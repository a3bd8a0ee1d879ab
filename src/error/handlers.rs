//! Standardized translation between upstream failures, proxy errors and HTTP responses

use super::ProxyError;
use axum::{
    Json,
    http::{HeaderValue, StatusCode, header},
    response::{IntoResponse, Response},
};
use serde_json::json;
use std::time::Duration;

/// Maps transport-level failures from upstream calls onto the proxy error taxonomy
pub struct UpstreamErrorHandler;

impl UpstreamErrorHandler {
    /// Classify a failed upstream call. `context` names the step, e.g. "challenge probe".
    pub fn from_transport(err: reqwest::Error, context: &str) -> ProxyError {
        if err.is_timeout() {
            ProxyError::UpstreamTimeout(format!("{} timed out: {}", context, err))
        } else if err.is_connect() {
            ProxyError::UpstreamUnreachable(format!("{} could not connect: {}", context, err))
        } else if err.is_redirect() {
            ProxyError::UpstreamUnreachable(format!("{} hit a redirect loop: {}", context, err))
        } else if err.is_builder() {
            ProxyError::InvalidRequest(format!("{} produced an invalid request: {}", context, err))
        } else {
            ProxyError::UpstreamUnreachable(format!("{} failed: {}", context, err))
        }
    }

    /// Response headers did not arrive within the configured window
    pub fn elapsed(context: &str, limit: Duration) -> ProxyError {
        ProxyError::UpstreamTimeout(format!(
            "{} received no response within {}s",
            context,
            limit.as_secs()
        ))
    }
}

impl ProxyError {
    pub fn status_code(&self) -> StatusCode {
        match self {
            ProxyError::UnknownHost { .. } => StatusCode::NOT_FOUND,
            ProxyError::MalformedChallenge(_) => StatusCode::BAD_GATEWAY,
            ProxyError::UpstreamUnreachable(_) => StatusCode::BAD_GATEWAY,
            ProxyError::UpstreamTimeout(_) => StatusCode::GATEWAY_TIMEOUT,
            ProxyError::InvalidRequest(_) => StatusCode::BAD_REQUEST,
            ProxyError::Config(_) => StatusCode::INTERNAL_SERVER_ERROR,
            ProxyError::Internal(_) => StatusCode::INTERNAL_SERVER_ERROR,
            ProxyError::Io(_) => StatusCode::INTERNAL_SERVER_ERROR,
            ProxyError::Serialization(_) => StatusCode::INTERNAL_SERVER_ERROR,
        }
    }

    /// Error code in the registry error envelope
    pub fn error_code(&self) -> &'static str {
        match self {
            ProxyError::UnknownHost { .. } => "UNKNOWN_HOST",
            ProxyError::MalformedChallenge(_) => "MALFORMED_CHALLENGE",
            ProxyError::UpstreamUnreachable(_) => "UPSTREAM_UNREACHABLE",
            ProxyError::UpstreamTimeout(_) => "UPSTREAM_TIMEOUT",
            ProxyError::InvalidRequest(_) => "INVALID_REQUEST",
            ProxyError::Config(_) => "CONFIG_ERROR",
            ProxyError::Internal(_) => "INTERNAL_ERROR",
            ProxyError::Io(_) => "IO_ERROR",
            ProxyError::Serialization(_) => "SERIALIZATION_ERROR",
        }
    }
}

impl IntoResponse for ProxyError {
    fn into_response(self) -> Response {
        let status = self.status_code();
        let code = self.error_code();
        let message = self.to_string();

        let body = match &self {
            ProxyError::UnknownHost { host, routes } => json!({
                "errors": [{ "code": code, "message": message, "detail": { "host": host } }],
                "routes": routes,
            }),
            _ => json!({
                "errors": [{ "code": code, "message": message, "detail": null }],
            }),
        };

        let mut response = (status, Json(body)).into_response();
        response
            .headers_mut()
            .insert(header::CACHE_CONTROL, HeaderValue::from_static("no-store"));
        response
    }
}

#[cfg(test)]
mod tests {
    use super::*;
    use std::collections::BTreeMap;

    #[test]
    fn test_status_mapping() {
        assert_eq!(
            ProxyError::MalformedChallenge("x".into()).status_code(),
            StatusCode::BAD_GATEWAY
        );
        assert_eq!(
            ProxyError::UpstreamTimeout("x".into()).status_code(),
            StatusCode::GATEWAY_TIMEOUT
        );
        assert_eq!(
            ProxyError::UpstreamUnreachable("x".into()).status_code(),
            StatusCode::BAD_GATEWAY
        );
        let unknown = ProxyError::UnknownHost {
            host: "nope.example".into(),
            routes: BTreeMap::new(),
        };
        assert_eq!(unknown.status_code(), StatusCode::NOT_FOUND);
        assert_eq!(unknown.error_code(), "UNKNOWN_HOST");
    }

    #[test]
    fn test_elapsed_is_timeout() {
        let err = UpstreamErrorHandler::elapsed("token relay", Duration::from_secs(5));
        assert!(matches!(err, ProxyError::UpstreamTimeout(_)));
        assert!(err.to_string().contains("5s"));
    }
}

*What this task involves*: What lines of the data contain the string "self"? List them.

*Result of the task*:
    pub fn status_code(&self) -> StatusCode {
        match self {
    pub fn error_code(&self) -> &'static str {
        match self {
    fn into_response(self) -> Response {
        let status = self.status_code();
        let code = self.error_code();
        let message = self.to_string();
        let body = match &self {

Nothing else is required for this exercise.